RNR Inhibitor COH29 in Treating Patients With Solid Tumors That Are Refractory to Standard Therapy or For Which No Standard Therapy Exists

Status:
Suspended
Trial end date:
2021-12-31
Target enrollment:
0
Participant gender:
All
Summary
This phase I trial studies the side effects and best dose of RNR Inhibitor City of Hope 29 (COH29) in treating patients with solid tumors that are refractory to standard therapy or for which no standard therapy exists.

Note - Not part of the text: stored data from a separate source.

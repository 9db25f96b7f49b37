//! Hash functions for the username filter
//!
//! Each of the k positions comes from its own SHA-256 digest over a
//! distinct seed prefix, so positions are independent of one another.

use sha2::{Digest, Sha256};

/// Seed prefix for hash function `i`
fn seed(i: usize) -> String {
    format!("bloom_seed_{i}")
}

/// Position of `key` under hash function `i` in an `m`-bit array.
/// An `m` of zero is treated as one.
pub fn seeded_position(key: &[u8], i: usize, m: usize) -> usize {
    let mut hasher = Sha256::new();
    hasher.update(seed(i).as_bytes());
    hasher.update(key);
    let digest = hasher.finalize();

    let mut word = [0u8; 8];
    word.copy_from_slice(&digest[..8]);
    (u64::from_be_bytes(word) % m.max(1) as u64) as usize
}

/// Compute k bit positions for a key
pub fn compute_hash_positions(key: &[u8], k: usize, m: usize) -> Vec<usize> {
    (0..k).map(|i| seeded_position(key, i, m)).collect()
}

/// Case-folded form used for every filter operation
pub fn normalize(username: &str) -> String {
    username.to_lowercase()
}
impl UsernameAvailabilityService {
    pub fn new(
        store: Arc<dyn UserStore>,
        filter: Arc<BloomFilter>,
        options: AvailabilityOptions,
    ) -> Self {
        Self {
            store,
            filter,
            options,
            rebuild_lock: tokio::sync::Mutex::new(()),
        }
    }

    pub fn filter(&self) -> &Arc<BloomFilter> {
        &self.filter
    }

    pub fn options(&self) -> &AvailabilityOptions {
        &self.options
    }

    /// Answer whether `candidate` can be registered.
    ///
    /// A filter miss is final. A filter hit is confirmed against the store;
    /// if the store cannot answer in time the name is reported unavailable
    /// with `degraded` set.
    pub async fn check_availability(&self, candidate: &str) -> AvailabilityResponse {
        counter!(keys::AVAILABILITY_CHECK).increment(1);

        let validation = UsernamePolicy::validate(candidate);
        if !validation.valid {
            return AvailabilityResponse {
                available: false,
                message: validation.message(),
                suggestions: Vec::new(),
                degraded: false,
            };
        }

        let name = candidate.to_lowercase();
        match self.is_taken(&name).await {
            Ok(false) => AvailabilityResponse {
                available: true,
                message: "Username is available".to_string(),
                suggestions: Vec::new(),
                degraded: false,
            },
            Ok(true) => AvailabilityResponse {
                available: false,
                message: "Username is taken".to_string(),
                suggestions: self.suggest(&name).await,
                degraded: false,
            },
            Err(e) => {
                counter!(keys::STORE_FALLBACK_FAILED).increment(1);
                warn!(username = %name, error = %e, "authoritative username lookup failed");
                AvailabilityResponse {
                    available: false,
                    message: "Username availability could not be verified".to_string(),
                    suggestions: Vec::new(),
                    degraded: true,
                }
            },
        }
    }

    /// Up to `suggestion_count` available alternatives to a taken name
    pub async fn suggest(&self, taken: &str) -> Vec<String> {
        self.suggest_with(taken, StdRng::from_os_rng()).await
    }

    /// [`suggest`](Self::suggest) with a caller-supplied RNG
    pub async fn suggest_with<R: Rng + Send>(&self, taken: &str, rng: R) -> Vec<String> {
        let mut accepted: Vec<String> = Vec::new();
        let candidates =
            SuggestionCandidates::new(taken, rng, self.options.suggestion_max_attempts);

        for candidate in candidates {
            if accepted.len() >= self.options.suggestion_count {
                break;
            }
            if candidate == taken
                || accepted.contains(&candidate)
                || !UsernamePolicy::is_valid(&candidate)
            {
                continue;
            }
            match self.is_taken(&candidate).await {
                Ok(false) => accepted.push(candidate),
                Ok(true) => {},
                Err(e) => debug!(candidate = %candidate, error = %e, "skipping unverifiable suggestion"),
            }
        }

        if accepted.is_empty() {
            counter!(keys::SUGGESTIONS_EXHAUSTED).increment(1);
            debug!(base = %taken, "no suggestions found within attempt cap");
        }
        accepted
    }

    /// A policy-valid username that is currently available
    pub async fn generate_random_username(&self) -> Result<String, AppError> {
        let mut rng = StdRng::from_os_rng();
        let attempts = self.options.random_attempts;

        for _ in 0..attempts {
            let candidate = random_username(&mut rng);
            if !UsernamePolicy::is_valid(&candidate) {
                continue;
            }
            match self.is_taken(&candidate).await {
                Ok(false) => return Ok(candidate),
                Ok(true) => {},
                Err(e) => debug!(candidate = %candidate, error = %e, "random username unverifiable"),
            }
        }

        counter!(keys::SUGGESTIONS_EXHAUSTED).increment(1);
        Err(AppError::SuggestionExhausted { attempts })
    }

    /// Create a user. Uniqueness is always confirmed against the store,
    /// whatever the filter says, and an unreachable store fails closed.
    pub async fn register(
        &self,
        username: &str,
        password_hash: Option<String>,
    ) -> Result<UsernameRecord, AppError> {
        let record = UsernameRecord::new(username, password_hash)?;
        self.ensure_registrable(&record.username).await?;

        match timeout(
            self.options.lookup_timeout,
            self.store.create_user(record.clone()),
        )
        .await
        {
            Ok(Ok(())) => {},
            Ok(Err(AppError::StoreUnavailable(reason))) => {
                return Err(AppError::AvailabilityUnknown(reason));
            },
            Ok(Err(e)) => return Err(e),
            Err(_) => {
                return Err(AppError::AvailabilityUnknown("user creation timed out".into()));
            },
        }

        // Visible to other callers before the next scheduled rebuild
        self.filter.insert(&record.username);
        counter!(keys::USER_REGISTERED).increment(1);
        info!(username = %record.username, shard = record.shard, "user registered");

        Ok(record)
    }

    /// Policy check plus an authoritative existence lookup. Returns the
    /// normalized name.
    ///
    /// Callers with expensive per-registration work (password hashing) run
    /// this first; [`register`](Self::register) repeats it before creating.
    pub async fn ensure_registrable(&self, username: &str) -> Result<String, AppError> {
        let validation = UsernamePolicy::validate(username);
        if !validation.valid {
            return Err(AppError::InvalidInput(validation.issues));
        }
        let name = username.to_lowercase();

        let exists = timeout(self.options.lookup_timeout, self.store.exists_username(&name))
            .await
            .map_err(|_| AppError::AvailabilityUnknown("existence check timed out".into()))?
            .map_err(|e| AppError::AvailabilityUnknown(e.to_string()))?;
        if exists {
            return Err(AppError::UsernameTaken(name));
        }
        Ok(name)
    }

    /// Reload the filter from the store. On failure the previous filter
    /// stays in place.
    pub async fn rebuild_filter(&self) -> Result<usize, AppError> {
        let _guard = self.rebuild_lock.lock().await;
        self.filter.begin_rebuild();
        // dropped before the lock guard, so the journal closes on every exit
        let mut journal = OpenJournal {
            filter: &self.filter,
            armed: true,
        };

        let listing = match timeout(self.options.rebuild_timeout, self.store.list_all_usernames()).await
        {
            Ok(result) => result,
            Err(elapsed) => Err(AppError::from(elapsed)),
        };

        match listing {
            Ok(usernames) => {
                let loaded = self.filter.rebuild(&usernames);
                journal.armed = false;
                let stats = self.filter.stats();
                counter!(keys::FILTER_REBUILD).increment(1);
                gauge!(keys::FILTER_ITEMS).set(stats.item_count as f64);
                gauge!(keys::FILTER_FILL_RATIO).set(stats.fill_ratio);
                info!(
                    loaded,
                    fill_ratio = stats.fill_ratio,
                    estimated_fpr = stats.estimated_false_positive_rate,
                    "username filter rebuilt"
                );
                Ok(loaded)
            },
            Err(e) => {
                counter!(keys::FILTER_REBUILD_FAILED).increment(1);
                warn!(error = %e, "username filter rebuild failed, keeping last good filter");
                Err(e)
            },
        }
    }

    /// Rebuild the filter every `period`, starting one period from now.
    pub fn spawn_refresh_task(self: &Arc<Self>, period: Duration) -> JoinHandle<()> {
        let service = Arc::clone(self);
        tokio::spawn(async move {
            let mut ticker = interval_at(Instant::now() + period, period);
            ticker.set_missed_tick_behavior(MissedTickBehavior::Skip);
            loop {
                ticker.tick().await;
                // failures are logged inside and must not end the loop
                let _ = service.rebuild_filter().await;
            }
        })
    }

    /// Filter pre-check, then an authoritative lookup on a filter hit
    async fn is_taken(&self, name: &str) -> Result<bool, AppError> {
        if !self.filter.maybe_contains(name) {
            counter!(keys::FILTER_NEGATIVE).increment(1);
            return Ok(false);
        }

        let exists = timeout(self.options.lookup_timeout, self.store.exists_username(name)).await??;
        if !exists {
            counter!(keys::FILTER_FALSE_POSITIVE).increment(1);
        }
        Ok(exists)
    }
}

/// Abandons an open rebuild journal unless disarmed after publishing,
/// including when the rebuild future is dropped mid-read.
struct OpenJournal<'a> {
    filter: &'a BloomFilter,
    armed: bool,
}

impl Drop for OpenJournal<'_> {
    fn drop(&mut self) {
        if self.armed {
            self.filter.abandon_rebuild();
        }
    }
}
// ============================
// identity-backend/src/auth/password.rs
// ============================
//! Password hashing and verification.
//!
//! Stored format: `$<app_name>$v<version>$<bcrypt hash>`.
//!
//! 1. HMAC-SHA256 of the password keyed with the pepper
//! 2. XOR with SHA-256(salt || pepper), salt being the bcrypt salt
//! 3. bcrypt over the base64 of the result
//! 4. scheme/version prefix
use base64::{
    alphabet,
    engine::{general_purpose, GeneralPurpose},
    Engine as _,
};
use bcrypt::Version;
use hmac::{Hmac, Mac};
use rand::Rng;
use sha2::{Digest, Sha256};
use zeroize::{Zeroize, Zeroizing};

use crate::config::{PasswordSettings, Pepper};
use crate::error::AppError;

type HmacSha256 = Hmac<Sha256>;

/// bcrypt's own base64 dialect, used to recover the salt from a stored hash
const BCRYPT_B64: GeneralPurpose = GeneralPurpose::new(&alphabet::BCRYPT, general_purpose::NO_PAD);

const SALT_LEN: usize = 16;
/// Encoded length of a 16-byte bcrypt salt
const ENCODED_SALT_LEN: usize = 22;

/// Immutable hasher configuration, built once at startup
#[derive(Debug, Clone)]
pub struct HasherConfig {
    pub pepper: Pepper,
    /// bcrypt cost factor
    pub cost: u32,
    pub app_name: String,
    pub version: u32,
}

impl HasherConfig {
    pub fn new(pepper: Pepper) -> Self {
        Self {
            pepper,
            cost: 12,
            app_name: "identity".to_string(),
            version: 1,
        }
    }

    pub fn with_cost(mut self, cost: u32) -> Self {
        self.cost = cost;
        self
    }
}

impl From<&PasswordSettings> for HasherConfig {
    fn from(settings: &PasswordSettings) -> Self {
        Self {
            pepper: settings.pepper.clone(),
            cost: settings.cost,
            app_name: settings.app_name.clone(),
            version: settings.version,
        }
    }
}

/// Peppered, versioned bcrypt hasher
#[derive(Debug)]
pub struct PasswordHasher {
    config: HasherConfig,
    /// `$<app_name>$v<version>$`
    prefix: String,
}

impl PasswordHasher {
    pub fn new(config: HasherConfig) -> Result<Self, AppError> {
        if config.pepper.is_empty() {
            return Err(AppError::Config("password pepper must not be empty".into()));
        }
        if !(4..=31).contains(&config.cost) {
            return Err(AppError::Config(format!(
                "bcrypt cost must be between 4 and 31, got {}",
                config.cost
            )));
        }
        if config.app_name.is_empty() || config.app_name.contains('$') {
            return Err(AppError::Config(
                "scheme name must be non-empty and must not contain '$'".into(),
            ));
        }

        let prefix = format!("${}$v{}$", config.app_name, config.version);
        Ok(Self { config, prefix })
    }

    /// Hash a password with a fresh random salt
    pub fn hash(&self, password: &str) -> Result<String, AppError> {
        let mut salt = [0u8; SALT_LEN];
        rand::rng().fill(&mut salt);

        let material = self.prehash(password, &salt)?;
        let parts = bcrypt::hash_with_salt(material.as_bytes(), self.config.cost, salt)?;
        Ok(format!(
            "{}{}",
            self.prefix,
            parts.format_for_version(Version::TwoB)
        ))
    }

    /// Hash a password and wipe the plaintext
    pub fn hash_and_zeroize(&self, plain: &mut String) -> Result<String, AppError> {
        let hash = self.hash(plain);
        plain.zeroize();
        hash
    }

    /// Check a password against a stored value. Any malformed or foreign
    /// stored value verifies as `false`.
    pub fn verify(&self, password: &str, stored: &str) -> bool {
        let Some(inner) = stored.strip_prefix(&self.prefix) else {
            return false;
        };
        let Some(salt) = extract_salt(inner) else {
            return false;
        };
        let Ok(material) = self.prehash(password, &salt) else {
            return false;
        };
        // bcrypt compares digests in constant time
        bcrypt::verify(material.as_bytes(), inner).unwrap_or(false)
    }

    /// Whether a stored value was produced by another scheme version or cost
    pub fn needs_rehash(&self, stored: &str) -> bool {
        match stored.strip_prefix(&self.prefix).and_then(extract_cost) {
            Some(cost) => cost != self.config.cost,
            None => true,
        }
    }

    pub fn prefix(&self) -> &str {
        &self.prefix
    }

    /// Steps 1-3 of the pipeline up to the bcrypt input
    fn prehash(&self, password: &str, salt: &[u8; SALT_LEN]) -> Result<Zeroizing<String>, AppError> {
        let mut mac = HmacSha256::new_from_slice(self.config.pepper.as_bytes())
            .map_err(|e| AppError::Hashing(e.to_string()))?;
        mac.update(password.as_bytes());
        let mut peppered: [u8; 32] = mac.finalize().into_bytes().into();

        let mut derive = Sha256::new();
        derive.update(salt);
        derive.update(self.config.pepper.as_bytes());
        let derived = derive.finalize();

        for (byte, key) in peppered.iter_mut().zip(derived.iter()) {
            *byte ^= key;
        }
        let encoded = Zeroizing::new(general_purpose::STANDARD.encode(peppered));
        peppered.zeroize();
        Ok(encoded)
    }
}

/// `$2b$12$<22 salt chars><31 hash chars>` -> raw salt
fn extract_salt(bcrypt_hash: &str) -> Option<[u8; SALT_LEN]> {
    let tail = bcrypt_hash.split('$').nth(3)?;
    let encoded = tail.get(..ENCODED_SALT_LEN)?;
    BCRYPT_B64.decode(encoded).ok()?.try_into().ok()
}

fn extract_cost(bcrypt_hash: &str) -> Option<u32> {
    bcrypt_hash.split('$').nth(2)?.parse().ok()
}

COH29 may inhibit an enzyme called ribonucleotide reductase and may interfere with the ability of tumor cells to grow.
Phase:
Phase 1
Accepts Healthy Volunteers?
No
Details
Lead Sponsor:
City of Hope Medical Center
Collaborator:
National Cancer Institute (NCI)
Criteria
Inclusion Criteria:

- All patients must have the ability to understand and the willingness to sign a written
informed consent

- Life expectancy of greater than 3 months by physician assessment

- Eastern Cooperative Oncology Group (ECOG) performance status =< 2

- Patients must have histologically or cytologically confirmed (at original diagnosis or
subsequent recurrence or progression) solid tumor that is metastatic, unresectable,
progressive, or recurrent, and for which standard curative or palliative measures do
not exist or are no longer effective

- Patients must have measurable or evaluable disease

- Patients must not have received prior chemotherapy or radiation for < 4 weeks prior to
start of study treatment

- Patients may be entered if they have received prior radiation therapy involving =< 30%
of the bone marrow; any prior radiation therapy must have been administered >= 4 weeks
prior to start of study treatment and the patient must be recovered from the acute
toxic effects of the treatment prior to start of study treatment

- Patients may be enrolled with a history of treated brain metastases that are
clinically stable for >= 4 weeks prior to start of study treatment

- Women of child-bearing potential and men must agree to use adequate contraception
(hormonal or barrier method of birth control or abstinence) prior to study entry and
for six months following duration of study participation; women of child-bearing age
will undergo urine pregnancy testing prior to study enrollment; should a woman become
pregnant or suspect that she is pregnant while participating on the trial, she should
inform her treating physician immediately

- Active breast-feeding is also not allowed on study enrollment

- Leukocytes >= 3,000 cells/µL

- Absolute neutrophil count >= 1,500 cells/µL

- Platelets >= 100, 000 cells/µL

- Total bilirubin =< 1.5 times the upper limit of normal (ULN)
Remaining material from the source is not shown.